### PROBLEM TO SOLVE
Copy out all lines from the entries below in which "opened" occurs.

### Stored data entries
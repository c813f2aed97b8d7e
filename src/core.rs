//! Store façade: public API, retention gating, the WAL-then-index write path,
//! and the background retention sweeper.

use crate::error::StoreError;
use crate::index::SeriesIndex;
use crate::persistence::WriteAheadLog;
use crate::query::execute_query;
use crate::telemetry::{noop_event_listener, store_metrics, StoreEvent, StoreEventListener};
use crate::types::{DataPoint, TagSet, Timestamp, Value};
use crate::{DEFAULT_WAL_FILE, MAX_WAL_BYTES, RETENTION_HORIZON, SWEEP_INTERVAL};

use std::path::PathBuf;
use std::sync::{mpsc, Arc, RwLock};
use std::thread::{self, JoinHandle};
use std::time::{Duration, Instant, SystemTime, UNIX_EPOCH};

/// Commands sent to the background sweeper thread.
enum SweeperCommand {
    Sweep {
        ack: Option<mpsc::Sender<Result<usize, StoreError>>>,
    },
    Shutdown,
}

/// Configuration options for the store.
#[derive(Debug, Clone)]
pub struct StoreConfig {
    /// Path of the active WAL file. Parent directories are created on open.
    pub wal_path: PathBuf,
    /// Retention horizon; observations older than `now - retention` are
    /// neither admitted nor retained.
    pub retention: Duration,
    /// Period of the background retention sweeper.
    pub sweep_interval: Duration,
    /// Size threshold at which the active WAL file is rotated aside.
    pub max_wal_bytes: u64,
    /// Structured event hook for observability (no-op by default).
    pub event_listener: Arc<dyn StoreEventListener>,
}

impl Default for StoreConfig {
    fn default() -> Self {
        StoreConfig {
            wal_path: PathBuf::from(DEFAULT_WAL_FILE),
            retention: RETENTION_HORIZON,
            sweep_interval: SWEEP_INTERVAL,
            max_wal_bytes: MAX_WAL_BYTES,
            event_listener: noop_event_listener(),
        }
    }
}

/// Index and WAL behind one lock: queries share it, inserts and sweeps own it.
/// WAL line order therefore matches the logical insert order.
#[derive(Debug)]
struct StoreInner {
    index: SeriesIndex,
    wal: WriteAheadLog,
}

/// The concurrent time-series store.
///
/// Constructed open and replayed via [`TimeSeriesStore::open`]; closed via
/// [`TimeSeriesStore::close`] or `Drop`. A fresh store may be opened against
/// the same WAL path afterwards.
#[derive(Debug)]
pub struct TimeSeriesStore {
    inner: Arc<RwLock<StoreInner>>,
    /// Channel sender for sweeper thread commands.
    sweeper_tx: mpsc::Sender<SweeperCommand>,
    /// Handle for the background sweeper thread.
    sweeper_handle: Option<JoinHandle<()>>,
    /// Store configuration.
    config: StoreConfig,
}

impl TimeSeriesStore {
    /// Opens the store: opens the WAL for append (creating parent directories),
    /// stream-replays the active WAL into the index with the retention cut-off
    /// computed at this moment, and spawns the retention sweeper (first pass
    /// one full period from now).
    ///
    /// Malformed WAL lines are skipped with a diagnostic event; an I/O failure
    /// while opening or reading the WAL aborts the open and the store remains
    /// unusable.
    ///
    /// # Errors
    /// Returns an error if the WAL cannot be opened or replay hits an
    /// unrecoverable I/O error.
    pub fn open(config: StoreConfig) -> Result<Self, StoreError> {
        let events = config.event_listener.clone();

        let wal = WriteAheadLog::open(&config.wal_path, config.max_wal_bytes)?;
        let cutoff = now_millis().saturating_sub(config.retention.as_millis() as u64);

        let mut index = SeriesIndex::default();
        events.on_event(StoreEvent::ReplayStarted {
            path: config.wal_path.clone(),
        });
        let stats = wal.replay(cutoff, &*events, |point| index.insert(point))?;
        events.on_event(StoreEvent::ReplayCompleted {
            replayed: stats.replayed,
            expired: stats.expired,
            skipped: stats.skipped,
        });

        let inner = Arc::new(RwLock::new(StoreInner { index, wal }));

        let (sweeper_tx, sweeper_rx) = mpsc::channel::<SweeperCommand>();
        let inner_clone = Arc::clone(&inner);
        let events_clone = events.clone();
        let retention = config.retention;
        let period = config.sweep_interval;

        let sweeper_handle = thread::Builder::new()
            .name("gnomon-sweeper".to_string())
            .spawn(move || {
                events_clone.on_event(StoreEvent::SweeperStarted);
                loop {
                    match sweeper_rx.recv_timeout(period) {
                        Err(mpsc::RecvTimeoutError::Timeout) => {
                            // Background sweep errors are reported and swallowed;
                            // the next tick retries.
                            if let Err(e) = run_sweep(&inner_clone, retention, &*events_clone) {
                                events_clone.on_event(StoreEvent::SweepFailed {
                                    error: e.to_string(),
                                });
                            }
                        }
                        Ok(SweeperCommand::Sweep { ack }) => {
                            let result = run_sweep(&inner_clone, retention, &*events_clone);
                            if let Some(ack) = ack {
                                let _ = ack.send(result);
                            }
                        }
                        Ok(SweeperCommand::Shutdown)
                        | Err(mpsc::RecvTimeoutError::Disconnected) => {
                            events_clone.on_event(StoreEvent::SweeperStopping);
                            break;
                        }
                    }
                }
            })
            .map_err(|e| {
                StoreError::BackgroundTaskError(format!("Failed to spawn sweeper thread: {}", e))
            })?;

        Ok(TimeSeriesStore {
            inner,
            sweeper_tx,
            sweeper_handle: Some(sweeper_handle),
            config,
        })
    }

    /// Inserts one observation.
    ///
    /// This method is thread-safe and can be called concurrently from multiple
    /// threads. The observation is appended to the WAL and pushed to the OS
    /// before it becomes visible to readers, so an insert that returns `Ok`
    /// survives a crash immediately afterwards.
    ///
    /// # Errors
    /// * [`StoreError::PointTooOld`] if `timestamp` is older than the
    ///   retention horizon (no state change).
    /// * [`StoreError::Io`] if the WAL append fails (the index is not
    ///   updated).
    pub fn insert(
        &self,
        timestamp: Timestamp,
        metric: &str,
        value: Value,
        tags: TagSet,
    ) -> Result<(), StoreError> {
        let cutoff = self.retention_cutoff();
        if timestamp < cutoff {
            store_metrics::record_rejected_retention();
            return Err(StoreError::PointTooOld { timestamp, cutoff });
        }

        let point = DataPoint {
            timestamp,
            metric: metric.to_string(),
            value,
            tags,
        };

        let mut guard = self.inner.write()?;
        // Durable before visible: the WAL append completes under the write
        // hold before the index learns about the point.
        guard.wal.append(&point, &*self.config.event_listener)?;
        guard.index.insert(point);
        store_metrics::record_insert();
        Ok(())
    }

    /// Inserts one observation without logging it to the WAL.
    ///
    /// Used by replay and by bulk loaders that supply their own durability
    /// path. The retention gate still applies.
    ///
    /// # Errors
    /// Returns [`StoreError::PointTooOld`] for observations older than the
    /// retention horizon.
    pub fn insert_without_log(
        &self,
        timestamp: Timestamp,
        metric: &str,
        value: Value,
        tags: TagSet,
    ) -> Result<(), StoreError> {
        let cutoff = self.retention_cutoff();
        if timestamp < cutoff {
            return Err(StoreError::PointTooOld { timestamp, cutoff });
        }

        let point = DataPoint {
            timestamp,
            metric: metric.to_string(),
            value,
            tags,
        };

        let mut guard = self.inner.write()?;
        guard.index.insert(point);
        Ok(())
    }

    /// Queries observations for one metric within the half-open window
    /// `[time_start, time_end)`, optionally filtered by tag equality.
    ///
    /// This method is thread-safe and allows concurrent queries; it takes the
    /// read side of the store lock, so the result is a consistent snapshot
    /// with respect to concurrent writers. Results are ordered by timestamp
    /// ascending, ties broken by insertion order.
    ///
    /// An unknown metric, a window with `time_end <= time_start`, or a filter
    /// nothing matches all yield an empty list; query never fails on caller
    /// input.
    ///
    /// # Errors
    /// Returns an error only if the store lock is poisoned.
    pub fn query(
        &self,
        metric: &str,
        time_start: Timestamp,
        time_end: Timestamp,
        filters: Option<&TagSet>,
    ) -> Result<Vec<DataPoint>, StoreError> {
        let guard = self.inner.read()?;
        Ok(execute_query(
            &guard.index,
            metric,
            time_start,
            time_end,
            filters,
        ))
    }

    /// Runs a retention pass immediately and waits for its completion,
    /// returning the number of observations removed. Useful for tests and for
    /// embedders that manage their own cadence.
    ///
    /// # Errors
    /// Returns an error if the sweeper thread cannot be reached or the pass
    /// itself fails.
    pub fn sweep_now(&self) -> Result<usize, StoreError> {
        let (tx, rx) = mpsc::channel();
        self.sweeper_tx
            .send(SweeperCommand::Sweep { ack: Some(tx) })
            .map_err(|e| {
                StoreError::BackgroundTaskError(format!("Failed to send sweep command: {}", e))
            })?;
        rx.recv().map_err(|e| {
            StoreError::BackgroundTaskError(format!("Failed to receive sweep ack: {}", e))
        })?
    }

    /// Closes the store: stops the sweeper, waits for it, then flushes and
    /// closes the WAL. In-flight writes finish first (the close takes the
    /// write hold). A fresh store may be opened against the same WAL path
    /// afterwards.
    ///
    /// # Errors
    /// Returns an error if the WAL close fails; the store is considered
    /// closed regardless.
    pub fn close(mut self) -> Result<(), StoreError> {
        self.shutdown_inner()
    }

    /// Returns a reference to the current store configuration.
    pub fn get_config(&self) -> &StoreConfig {
        &self.config
    }

    fn retention_cutoff(&self) -> Timestamp {
        now_millis().saturating_sub(self.config.retention.as_millis() as u64)
    }

    fn shutdown_inner(&mut self) -> Result<(), StoreError> {
        // Stop the sweeper first so no pass races the WAL close.
        let _ = self.sweeper_tx.send(SweeperCommand::Shutdown);
        if let Some(handle) = self.sweeper_handle.take() {
            if handle.join().is_err() {
                self.config
                    .event_listener
                    .on_event(StoreEvent::SweeperPanicked);
            }
        }

        let mut guard = self.inner.write()?;
        guard.wal.close()
    }
}

/// Best-effort shutdown when the store is dropped without an explicit close.
impl Drop for TimeSeriesStore {
    fn drop(&mut self) {
        if self.sweeper_handle.is_some() {
            if let Err(e) = self.shutdown_inner() {
                self.config.event_listener.on_event(StoreEvent::WalCloseFailed {
                    error: e.to_string(),
                });
            }
        }
    }
}

/// One retention pass: evict everything strictly older than `now - retention`
/// under the write hold, so readers observe the transition atomically.
fn run_sweep(
    inner: &Arc<RwLock<StoreInner>>,
    retention: Duration,
    events: &dyn StoreEventListener,
) -> Result<usize, StoreError> {
    let cutoff = now_millis().saturating_sub(retention.as_millis() as u64);
    let started = Instant::now();
    let removed = {
        let mut guard = inner.write()?;
        guard.index.sweep_before(cutoff)
    };
    store_metrics::record_sweep(started.elapsed(), removed as u64);
    events.on_event(StoreEvent::SweepCompleted { cutoff, removed });
    Ok(removed)
}

fn now_millis() -> Timestamp {
    SystemTime::now()
        .duration_since(UNIX_EPOCH)
        .unwrap_or_default()
        .as_millis() as u64
}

### ANSWER TO THIS EXERCISE
/// [`TimeSeriesStore::close`] or `Drop`. A fresh store may be opened against
    /// Returns an error if the WAL cannot be opened or replay hits an
    /// write hold). A fresh store may be opened against the same WAL path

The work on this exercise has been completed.